■ **What to work on**
From the listing below, return every line with the string "that" in it.

■ **Data for this task**
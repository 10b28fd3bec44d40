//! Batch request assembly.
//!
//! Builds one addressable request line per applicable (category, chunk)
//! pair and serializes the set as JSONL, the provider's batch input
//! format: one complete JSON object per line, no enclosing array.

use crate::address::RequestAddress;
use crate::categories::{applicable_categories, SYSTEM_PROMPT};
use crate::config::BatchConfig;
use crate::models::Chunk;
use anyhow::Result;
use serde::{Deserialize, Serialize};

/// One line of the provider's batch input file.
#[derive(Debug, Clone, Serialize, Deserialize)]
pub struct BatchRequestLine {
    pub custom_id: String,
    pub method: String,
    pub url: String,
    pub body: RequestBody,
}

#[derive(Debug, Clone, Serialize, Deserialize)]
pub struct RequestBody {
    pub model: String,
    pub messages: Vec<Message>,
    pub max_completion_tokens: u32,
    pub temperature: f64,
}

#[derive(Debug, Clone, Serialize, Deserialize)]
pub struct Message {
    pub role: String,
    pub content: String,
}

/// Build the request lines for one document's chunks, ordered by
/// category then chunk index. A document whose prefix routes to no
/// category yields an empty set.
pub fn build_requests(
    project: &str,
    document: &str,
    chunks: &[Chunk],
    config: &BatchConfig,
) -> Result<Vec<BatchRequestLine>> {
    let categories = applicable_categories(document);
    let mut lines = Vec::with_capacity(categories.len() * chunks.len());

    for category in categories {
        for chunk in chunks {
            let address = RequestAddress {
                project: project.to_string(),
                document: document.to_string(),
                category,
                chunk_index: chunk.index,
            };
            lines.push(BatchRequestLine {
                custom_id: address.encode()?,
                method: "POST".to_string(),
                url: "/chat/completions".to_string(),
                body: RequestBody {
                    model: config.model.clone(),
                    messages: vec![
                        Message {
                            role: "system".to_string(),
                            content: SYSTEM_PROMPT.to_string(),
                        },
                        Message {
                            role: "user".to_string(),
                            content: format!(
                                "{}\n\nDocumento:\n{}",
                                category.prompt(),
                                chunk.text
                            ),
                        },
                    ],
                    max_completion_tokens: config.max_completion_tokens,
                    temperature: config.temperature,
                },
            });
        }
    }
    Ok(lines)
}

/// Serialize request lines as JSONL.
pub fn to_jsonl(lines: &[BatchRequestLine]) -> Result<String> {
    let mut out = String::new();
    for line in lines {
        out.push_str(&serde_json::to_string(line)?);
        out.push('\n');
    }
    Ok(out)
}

* * *

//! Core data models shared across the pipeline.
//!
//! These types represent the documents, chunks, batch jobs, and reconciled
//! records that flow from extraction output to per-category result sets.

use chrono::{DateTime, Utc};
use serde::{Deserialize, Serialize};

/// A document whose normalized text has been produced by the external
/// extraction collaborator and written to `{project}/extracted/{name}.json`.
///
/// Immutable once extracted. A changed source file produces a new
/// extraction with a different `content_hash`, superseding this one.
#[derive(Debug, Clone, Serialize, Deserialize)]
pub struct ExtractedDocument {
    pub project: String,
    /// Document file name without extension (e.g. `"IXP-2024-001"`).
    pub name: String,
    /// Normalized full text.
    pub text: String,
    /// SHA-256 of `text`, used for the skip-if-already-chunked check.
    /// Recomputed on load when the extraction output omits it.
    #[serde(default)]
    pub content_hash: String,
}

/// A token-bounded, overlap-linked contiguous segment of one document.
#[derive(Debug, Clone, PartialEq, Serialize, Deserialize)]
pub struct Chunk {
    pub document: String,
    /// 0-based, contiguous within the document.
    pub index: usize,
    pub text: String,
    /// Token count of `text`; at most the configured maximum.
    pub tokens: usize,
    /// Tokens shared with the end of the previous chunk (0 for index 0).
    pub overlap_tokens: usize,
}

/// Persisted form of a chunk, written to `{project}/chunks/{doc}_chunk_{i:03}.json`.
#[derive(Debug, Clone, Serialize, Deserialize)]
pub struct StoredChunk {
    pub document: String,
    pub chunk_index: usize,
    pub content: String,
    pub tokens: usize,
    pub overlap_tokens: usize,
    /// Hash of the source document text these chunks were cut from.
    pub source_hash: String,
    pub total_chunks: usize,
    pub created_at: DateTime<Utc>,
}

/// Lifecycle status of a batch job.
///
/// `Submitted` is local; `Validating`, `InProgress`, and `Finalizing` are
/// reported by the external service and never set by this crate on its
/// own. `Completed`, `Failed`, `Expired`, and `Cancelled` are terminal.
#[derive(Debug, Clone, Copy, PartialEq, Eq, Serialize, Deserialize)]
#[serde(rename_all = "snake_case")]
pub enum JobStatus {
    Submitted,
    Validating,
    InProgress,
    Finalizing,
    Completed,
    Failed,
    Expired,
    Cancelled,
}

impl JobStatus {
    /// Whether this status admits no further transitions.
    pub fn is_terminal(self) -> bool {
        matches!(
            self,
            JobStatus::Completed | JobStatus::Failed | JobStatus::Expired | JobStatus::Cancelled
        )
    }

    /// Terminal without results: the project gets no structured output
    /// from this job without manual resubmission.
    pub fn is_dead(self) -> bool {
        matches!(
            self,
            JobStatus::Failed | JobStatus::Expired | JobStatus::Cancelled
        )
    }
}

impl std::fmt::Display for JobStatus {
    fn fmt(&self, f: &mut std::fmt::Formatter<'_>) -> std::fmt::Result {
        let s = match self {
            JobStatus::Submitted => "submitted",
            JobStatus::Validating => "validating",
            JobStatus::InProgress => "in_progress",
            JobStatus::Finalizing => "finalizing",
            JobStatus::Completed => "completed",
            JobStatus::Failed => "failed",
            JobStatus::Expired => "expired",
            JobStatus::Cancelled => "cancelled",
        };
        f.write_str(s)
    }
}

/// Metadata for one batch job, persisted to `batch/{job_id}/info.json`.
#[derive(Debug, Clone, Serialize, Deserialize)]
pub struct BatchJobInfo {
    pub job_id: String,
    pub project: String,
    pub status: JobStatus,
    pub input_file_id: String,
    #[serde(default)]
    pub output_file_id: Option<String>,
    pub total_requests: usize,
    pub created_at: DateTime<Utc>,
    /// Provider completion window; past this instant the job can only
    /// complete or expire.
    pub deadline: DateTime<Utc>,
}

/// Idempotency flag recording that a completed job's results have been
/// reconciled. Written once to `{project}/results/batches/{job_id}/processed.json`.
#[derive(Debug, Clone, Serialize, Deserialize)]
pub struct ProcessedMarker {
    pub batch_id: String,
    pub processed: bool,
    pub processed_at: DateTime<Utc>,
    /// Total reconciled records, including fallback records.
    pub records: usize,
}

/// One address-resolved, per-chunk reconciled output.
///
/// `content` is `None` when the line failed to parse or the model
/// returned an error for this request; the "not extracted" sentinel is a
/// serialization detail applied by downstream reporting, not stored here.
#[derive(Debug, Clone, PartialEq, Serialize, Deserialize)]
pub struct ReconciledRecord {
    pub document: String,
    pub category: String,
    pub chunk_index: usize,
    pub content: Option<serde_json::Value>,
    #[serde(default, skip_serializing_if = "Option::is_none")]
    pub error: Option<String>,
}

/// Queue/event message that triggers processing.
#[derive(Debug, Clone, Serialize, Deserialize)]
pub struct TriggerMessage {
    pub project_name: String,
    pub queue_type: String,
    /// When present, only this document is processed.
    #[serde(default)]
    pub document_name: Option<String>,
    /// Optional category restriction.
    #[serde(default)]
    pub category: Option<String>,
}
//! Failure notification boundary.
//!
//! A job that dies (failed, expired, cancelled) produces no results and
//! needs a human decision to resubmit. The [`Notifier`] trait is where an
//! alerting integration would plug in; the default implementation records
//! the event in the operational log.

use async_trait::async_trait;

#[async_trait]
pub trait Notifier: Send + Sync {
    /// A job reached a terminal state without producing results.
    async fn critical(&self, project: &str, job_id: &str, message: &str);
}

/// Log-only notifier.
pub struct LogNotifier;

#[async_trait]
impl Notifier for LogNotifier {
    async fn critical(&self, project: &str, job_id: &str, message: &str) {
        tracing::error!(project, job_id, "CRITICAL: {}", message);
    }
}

■ **Output of the task**
//! records that flow from extraction output to per-category result sets.
/// Idempotency flag recording that a completed job's results have been
/// Queue/event message that triggers processing.
//! A job that dies (failed, expired, cancelled) produces no results and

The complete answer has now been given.